Dwie godziny później pojechaliśmy obejrzeć mieszkanie. Po chwili weszliśmy do środka gdzie czekał na nas deweloper

- Dzień dobry. Z państwem byłem umówiony na oglądanie mieszkania? - spytał mężczyzna

- Tak. Kuba Roguz a to moja narzeczona Natalia Nowak - przedstawił nas

- Więc tak: tutaj mamy salon, jak sami państwo widzą duży, dalej mamy kuchnię, która również jest duża i przechstronna, tutaj mamy pokój gościnny, a tutaj łazienkę. Zapraszam państwa na górę. Tutaj mają państwo sypialnie i kolejne dwa pokoje gościnne - przedstawił nam każde pomieszczenie po kolei - Jak widzą państwo tutaj mamy również balkon, a na dole jest taras. Widzę tutaj, że pani jest w ciąży, więc gdy dziecko nauczy się chodzić mama będzie mogło mieć na dziecko oko - powiedział, patrząc na nas

- Wie Pan, my jesteśmy zdecydowani na kupno tego mieszkania - powiedział Kuba

- Cieszę się. Proszę podpisać umowę - Kuba podpisał umowę i wpłacił ustaloną kwotę, po chwili podał nam klucze

- Przepraszam. A czy jeden z pokoi gościnnych będziemy mogli zamienić na pokój dziecięcy? - spytałam

- Oczywiście.
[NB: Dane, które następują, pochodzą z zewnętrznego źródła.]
// Copyright 2021 Google LLC
//
// Licensed under the Apache License, Version 2.0 (the "License");
// you may not use this file except in compliance with the License.
// You may obtain a copy of the License at
//
//      http://www.apache.org/licenses/LICENSE-2.0
//
// Unless required by applicable law or agreed to in writing, software
// distributed under the License is distributed on an "AS IS" BASIS,
// WITHOUT WARRANTIES OR CONDITIONS OF ANY KIND, either express or implied.
// See the License for the specific language governing permissions and
// limitations under the License.
//
////////////////////////////////////////////////////////////////////////////////

//! JWS functionality (RFC 7515): building, verifying and (de)serializing
//! signed objects.

use crate::{
    jwa::{AlgorithmManager, SignatureAlgorithm},
    util::{b64_decode, b64_encode, ValueTryAs},
    AsJsonValue, Header, Jwk, JwkSet, JoseError, ProtectedHeader, Result,
};
use serde_json::{Map, Value};


/// One signature over a [`Jws`] payload: the headers it was produced under
/// and the raw signature bytes.
#[derive(Clone, Debug, Default, PartialEq)]
pub struct Signature {
    /// Integrity-protected headers, bound into the signing input.
    pub protected: ProtectedHeader,
    /// Headers carried alongside but not signed.
    pub unprotected: Header,
    /// Raw signature bytes.
    pub signature: Vec<u8>,
}

/// A signed object: a payload and one or more signatures over it
/// (RFC 7515 section 7.2).
#[derive(Clone, Debug, Default, PartialEq)]
pub struct Jws {
    /// The raw payload bytes.
    pub payload: Vec<u8>,
    /// Signatures over the payload, in the order they were added.
    pub signatures: Vec<Signature>,
}

/// The byte sequence a JWS signature is computed over:
/// `BASE64URL(protected) "." BASE64URL(payload)`.
fn signing_input(protected: &ProtectedHeader, payload: &[u8]) -> Result<Vec<u8>> {
    Ok(format!("{}.{}", protected.encoded()?, b64_encode(payload)).into_bytes())
}

impl Jws {
    /// Get the signature entry at `index`.
    pub fn signature(&self, index: usize) -> Result<&Signature> {
        self.signatures
            .get(index)
            .ok_or(JoseError::SignatureNotFound(index))
    }

    /// Interpret the payload as a JSON claims object.
    pub fn claims(&self) -> Result<Map<String, Value>> {
        let value: Value =
            serde_json::from_slice(&self.payload).map_err(|_| JoseError::Parse {
                segment: "payload".to_owned(),
                reason: "invalid JSON",
            })?;
        Ok(value.try_as_object("payload")?.clone())
    }

    /// Render in compact serialization. Only objects with exactly one
    /// signature and no unprotected headers have a compact form.
    pub fn to_compact(&self) -> Result<String> {
        if self.signatures.len() != 1 {
            return Err(JoseError::UnsupportedSerialization {
                form: "compact",
                entry: "signature",
                count: self.signatures.len(),
            });
        }
        let signature = &self.signatures[0];
        if !signature.unprotected.is_empty() {
            return Err(JoseError::UnprotectedHeaderNotAllowed("compact"));
        }
        Ok(format!(
            "{}.{}.{}",
            signature.protected.encoded()?,
            b64_encode(&self.payload),
            b64_encode(&signature.signature)
        ))
    }

    /// Parse the compact serialization.
    pub fn from_compact(data: &str) -> Result<Self> {
        let segments: Vec<&str> = data.split('.').collect();
        let [protected, payload, signature] = segments[..] else {
            return Err(JoseError::Parse {
                segment: "compact JWS".to_owned(),
                reason: "expected three dot-separated segments",
            });
        };
        Ok(Jws {
            payload: b64_decode(payload, "payload")?,
            signatures: vec![Signature {
                protected: ProtectedHeader::from_encoded(protected)?,
                unprotected: Header::default(),
                signature: b64_decode(signature, "signature")?,
            }],
        })
    }

    /// Render in flattened JSON serialization. Only objects with exactly one
    /// signature have a flattened form.
    pub fn to_flattened(&self) -> Result<Value> {
        if self.signatures.len() != 1 {
            return Err(JoseError::UnsupportedSerialization {
                form: "flattened",
                entry: "signature",
                count: self.signatures.len(),
            });
        }
        let mut map = Map::new();
        map.insert("payload".to_owned(), Value::String(b64_encode(&self.payload)));
        for (name, value) in signature_members(&self.signatures[0])? {
            map.insert(name, value);
        }
        Ok(Value::Object(map))
    }

    /// Parse the flattened JSON serialization.
    pub fn from_flattened(value: Value) -> Result<Self> {
        let map = value.try_as_object("flattened JWS")?;
        Ok(Jws {
            payload: payload_member(map)?,
            signatures: vec![signature_entry(map, "flattened JWS")?],
        })
    }

    /// Render in general JSON serialization, valid for any signature count.
    pub fn to_general(&self) -> Result<Value> {
        let mut signatures = Vec::with_capacity(self.signatures.len());
        for signature in &self.signatures {
            signatures.push(Value::Object(
                signature_members(signature)?.into_iter().collect(),
            ));
        }
        let mut map = Map::new();
        map.insert("payload".to_owned(), Value::String(b64_encode(&self.payload)));
        map.insert("signatures".to_owned(), Value::Array(signatures));
        Ok(Value::Object(map))
    }

    /// Parse the general JSON serialization.
    pub fn from_general(value: Value) -> Result<Self> {
        let map = value.try_as_object("general JWS")?;
        let entries = map
            .get("signatures")
            .ok_or(JoseError::Parse {
                segment: "general JWS".to_owned(),
                reason: "missing \"signatures\" member",
            })?
            .try_as_array("general JWS \"signatures\"")?;
        let mut signatures = Vec::with_capacity(entries.len());
        for (i, entry) in entries.iter().enumerate() {
            let segment = format!("signatures[{i}]");
            signatures.push(signature_entry(
                entry.try_as_object(&segment)?,
                &segment,
            )?);
        }
        Ok(Jws {
            payload: payload_member(map)?,
            signatures,
        })
    }
}

/// The JSON members of one signature entry, shared between the flattened and
/// general forms.
fn signature_members(signature: &Signature) -> Result<Vec<(String, Value)>> {
    let mut members = Vec::new();
    let protected = signature.protected.encoded()?;
    if !protected.is_empty() {
        members.push(("protected".to_owned(), Value::String(protected)));
    }
    if !signature.unprotected.is_empty() {
        members.push((
            "header".to_owned(),
            Value::Object(signature.unprotected.to_map()),
        ));
    }
    members.push((
        "signature".to_owned(),
        Value::String(b64_encode(&signature.signature)),
    ));
    Ok(members)
}

fn payload_member(map: &Map<String, Value>) -> Result<Vec<u8>> {
    map.get("payload")
        .ok_or(JoseError::Parse {
            segment: "JWS".to_owned(),
            reason: "missing \"payload\" member",
        })?
        .try_as_b64_bytes("payload")
}

/// Parse one signature entry from its JSON members, naming `segment` in
/// errors.
fn signature_entry(map: &Map<String, Value>, segment: &str) -> Result<Signature> {
    let protected = match map.get("protected") {
        Some(value) => ProtectedHeader::from_encoded(value.try_as_str(segment)?)?,
        None => ProtectedHeader::default(),
    };
    let unprotected = match map.get("header") {
        Some(value) => Header::from_json_value(value.clone())?,
        None => Header::default(),
    };
    let signature = map
        .get("signature")
        .ok_or_else(|| JoseError::Parse {
            segment: segment.to_owned(),
            reason: "missing \"signature\" member",
        })?
        .try_as_b64_bytes(segment)?;
    Ok(Signature {
        protected,
        unprotected,
        signature,
    })
}

/// Resolve the `alg` governing one signature from its headers and the key's
/// bound algorithm. A key bound to a different algorithm than the headers
/// name is rejected.
fn resolve_alg(header_alg: Option<&str>, key: &Jwk) -> Result<String> {
    match (header_alg, key.alg()) {
        (Some(h), Some(k)) if h != k => Err(JoseError::InvalidKey(
            "key is bound to a different algorithm",
        )),
        (Some(h), _) => Ok(h.to_owned()),
        (None, Some(k)) => Ok(k.to_owned()),
        (None, None) => Err(JoseError::MissingHeaderParameter("alg")),
    }
}

/// Incremental builder for [`Jws`] objects. Each
/// [`add_signature`](Self::add_signature) consumes the builder and returns a
/// new one with one more signature appended; earlier signatures are never
/// altered.
pub struct JwsBuilder<'a> {
    algorithms: &'a AlgorithmManager<dyn SignatureAlgorithm>,
    payload: Vec<u8>,
    signatures: Vec<Signature>,
}

impl<'a> JwsBuilder<'a> {
    /// Constructor, scoped to the signature algorithms in `algorithms`.
    pub fn new(algorithms: &'a AlgorithmManager<dyn SignatureAlgorithm>) -> Self {
        JwsBuilder {
            algorithms,
            payload: Vec::new(),
            signatures: Vec::new(),
        }
    }

    /// Set the payload.
    #[must_use]
    pub fn payload(mut self, payload: impl Into<Vec<u8>>) -> Self {
        self.payload = payload.into();
        self
    }

    /// Sign the payload with `key` under the given header fragments and
    /// append the resulting signature.
    ///
    /// The governing algorithm is taken from the headers' `alg`, or from the
    /// key's bound `alg` when the headers carry none, in which case it is
    /// recorded in the protected header. Header fragments must be disjoint.
    pub fn add_signature(
        mut self,
        key: &Jwk,
        mut protected: Header,
        unprotected: Header,
    ) -> Result<Self> {
        let header_alg = protected.alg.as_deref().or(unprotected.alg.as_deref());
        let alg = resolve_alg(header_alg, key)?;
        if header_alg.is_none() {
            protected.alg = Some(alg.clone());
        }
        Header::merge_disjoint(&[&protected, &unprotected])?;

        let algorithm = self.algorithms.require(&alg)?;
        tracing::debug!(alg = %alg, "adding signature");

        let protected = ProtectedHeader::from_header(protected)?;
        let signature = algorithm.sign(key, &signing_input(&protected, &self.payload)?)?;
        self.signatures.push(Signature {
            protected,
            unprotected,
            signature,
        });
        Ok(self)
    }

    /// Build the completed object.
    pub fn build(self) -> Jws {
        Jws {
            payload: self.payload,
            signatures: self.signatures,
        }
    }
}

/// Verifier for [`Jws`] objects.
pub struct JwsVerifier<'a> {
    algorithms: &'a AlgorithmManager<dyn SignatureAlgorithm>,
}

impl<'a> JwsVerifier<'a> {
    /// Constructor, scoped to the signature algorithms in `algorithms`.
    pub fn new(algorithms: &'a AlgorithmManager<dyn SignatureAlgorithm>) -> Self {
        JwsVerifier { algorithms }
    }

    /// Verify the signature at `index` with `key`.
    pub fn verify(&self, jws: &Jws, key: &Jwk, index: usize) -> Result<()> {
        let entry = jws.signature(index)?;
        let merged = Header::merge_disjoint(&[&entry.protected.header, &entry.unprotected])?;
        let alg = resolve_alg(merged.get("alg").and_then(Value::as_str), key)?;
        let algorithm = self.algorithms.require(&alg)?;
        tracing::debug!(alg = %alg, index, "verifying signature");

        let input = signing_input(&entry.protected, &jws.payload)?;
        if algorithm.verify(key, &input, &entry.signature)? {
            Ok(())
        } else {
            Err(JoseError::VerificationFailed)
        }
    }

    /// Verify the signature at `index` against every plausible key in
    /// `keys`, in set order, succeeding on the first key that verifies.
    ///
    /// Keys whose `kid` contradicts the signature's headers are skipped; a
    /// key that fails (wrong type, wrong signature) moves the trial to the
    /// next key. The error never identifies which keys were tried.
    pub fn verify_with_key_set(&self, jws: &Jws, keys: &JwkSet, index: usize) -> Result<()> {
        let entry = jws.signature(index)?;
        let merged = Header::merge_disjoint(&[&entry.protected.header, &entry.unprotected])?;
        let kid = merged.get("kid").and_then(Value::as_str);

        for key in keys.iter() {
            if let (Some(header_kid), Some(key_kid)) = (kid, key.kid()) {
                if header_kid != key_kid {
                    continue;
                }
            }
            match self.verify(jws, key, index) {
                Ok(()) => return Ok(()),
                Err(e) => tracing::trace!(error = %e, "key trial failed"),
            }
        }
        Err(JoseError::VerificationFailed)
    }
}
Ale to od państwa zależy który państwo zmienią na pokój dziecięcy - powiedział mężczyzna i po chwili odjechał

Po chwili Kuba przyciągnął mnie do siebie i pocałował mnie co odwzajemniłam

- A to za co? - spytałam z uśmiechem

- A za to, że przekonałaś mnie do kupna tego mieszkania. Za jakiś czas jeden z pokoi gościnnych będziemy musieli zmienić na pokój dziecięcy dla naszego maleństwa - oznajmił Kuba, kładąc rękę na moim brzuchu

- Skarbie, nawet nie wiemy czy to będzie chłopiec czy dziewczynka - powiedziałam, patrząc na niego

- Ja bym wolał chłopca - rzucił z uśmiechem

- A ja dziewczynkę - powiedziałam i pocałowałam go

Wróciliśmy do naszego mieszkania. Powoli zaczęliśmy pakować nasze rzeczy. Oczywiście zaczęliśmy od pakowania naszych ubrań. Po kilku minutach usłyszeliśmy najpierw pukanie do drzwi, a następnie dzwonek

- Zapraszałaś kogoś Natalia? - spytał Kuba, patrząc na mnie

- Nie. A ty? - spytałam, patrząc na niego

- Też nie - rzucił - Otworzę - rzucił i ruszył w kierunku drzwi

Ja kierowana ludzką ciekawością też poszłam sprawdzić kto przyszedł do nas. Gdy Kuba otworzył drzwi to widok osoby stojącej po drugiej stronie zszkował mnie. Stała tam...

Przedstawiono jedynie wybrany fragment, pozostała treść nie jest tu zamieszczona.